Le Wall Street Journal rapporte que le secteur minier sud-africain, d’un poids de près de 24 milliards de dollars, « s’affaiblit sous la pression de la criminalité violente, de l’augmentation des coûts et de l’incertitude réglementaire, ainsi que de l’épuisement des mines ». Le journal évoque également la baisse du nombre d’emplois accompagnant celle de la production, ainsi que l’augmentation des conflits du travail violents et des décès.
Ainsi, en octobre et décembre de l’année dernière, des mineurs mécontents ont pris en otage des centaines d’autres mineurs à des kilomètres sous terre afin d’obtenir des concessions de la part des propriétaires de mines appartenant à de grandes sociétés.
« Dans le sillage de ce déclin, les tactiques violentes et l’injustice perdurent », dit Thula Maseko, coordinateur d’une branche du syndicat national des mineurs.
Lorsque la police et les propriétaires de mines craignent ou refusent de négocier dans des situations de prise d’otages, ce sont à nouveau des églises qui interviennent. S’appuyant sur des décennies de confiance établie, des responsables chrétiens servent de négociateurs de paix pour empêcher les effusions de sang potentielles, rapporte le syndicaliste.
Les milliers d’ouvriers miniers noirs d’Afrique du Sud ne font guère confiance aux grandes sociétés minières, aux avocats d’affaires, aux tribunaux et aux syndicats compromis, affirme Tito Dingane, pasteur militant de l’Église chrétienne de Zion, une vaste dénomination d’initiative africaine qui compte un million de membres en Afrique du Sud.
« Ce n’est que grâce à notre intervention et à nos négociations au nom de l’Église chrétienne de Zion que trois veuves de mineurs ont récemment reçu une modeste compensation pour la mort de leur mari », nous dit-il. « [Les responsables de l’exploitation minière] avaient rejeté leur demande, affirmant que leurs maris étaient de faux mineurs. »
Cela fait des décennies que des églises poursuivent des propriétaires de mines au nom de travailleurs atteints de maladies pulmonaires. L’année dernière, l’Église catholique a intenté une action collective contre BHP, le géant australien des mines de cuivre, au nom de « 17 travailleurs et anciens travailleurs des mines qui ont demandé de l’aide à l’Église catholique après avoir contracté la pneumoconiose incurable des travailleurs du charbon », selon un article paru dans la presse spécialisée.

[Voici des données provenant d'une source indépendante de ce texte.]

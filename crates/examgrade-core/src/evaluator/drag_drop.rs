//! Drag-and-drop placement scoring.

use serde_json::Value;

use super::{AnswerDetail, EvaluationResult, ItemResult};
use crate::answer::normalize_placements;
use crate::definition::{DragDropDefinition, QuestionType};

/// Every required item must sit on its target. Per-item results are kept for
/// display, but the score is all or nothing.
pub(crate) fn evaluate_drag_drop(
    def: &DragDropDefinition,
    answer: &Value,
    total_marks: f64,
) -> EvaluationResult {
    let placements = normalize_placements(answer);

    let item_results: Vec<ItemResult> = def
        .mappings
        .iter()
        .map(|(item, target)| {
            let placed = placements.get(item).cloned();
            ItemResult {
                item_id: item.clone(),
                expected_target_id: target.clone(),
                is_correct: placed.as_deref() == Some(target.as_str()),
                student_target_id: placed,
            }
        })
        .collect();

    let is_correct = !item_results.is_empty() && item_results.iter().all(|r| r.is_correct);
    let points_earned = if is_correct { total_marks } else { 0.0 };

    let student_answer = Value::Object(
        placements
            .into_iter()
            .map(|(item, target)| (item, Value::String(target)))
            .collect(),
    );

    EvaluationResult::graded(
        QuestionType::DragDrop,
        student_answer,
        is_correct,
        points_earned,
        total_marks,
        AnswerDetail::DragDrop {
            correct_mappings: def.mappings.clone(),
            item_results,
        },
    )
}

« Les évêques sont notre dernier espoir », dit Fazela Ntoto, un ancien mineur d’or. Profitant de son illettrisme, des avocats fiduciaires l’avaient dépouillé de sa pension obtenue de haute lutte. Ses pasteurs ont cependant pris fait et cause pour lui et se sont efforcés de récupérer ce qui lui était dû.
Le père Stan Muyebe, directeur de la Commission Justice et Paix de la Conférence des évêques catholiques d’Afrique australe, souligne que l’Église est appelée à se joindre aux « cris pour la justice » et à offrir son aide :
« L’Église d’Afrique du Sud est mise au défi de devenir une Église samaritaine, en entendant les cris des anciens mineurs malades et en voyant [en eux] le visage souffrant du Christ, en et à travers celui qui nous a dit un jour : “J’étais malade et vous m’avez visité”. »
Nyasha Bhobo est une journaliste indépendante établie au Zimbabwe et travaillant sur l’Afrique australe.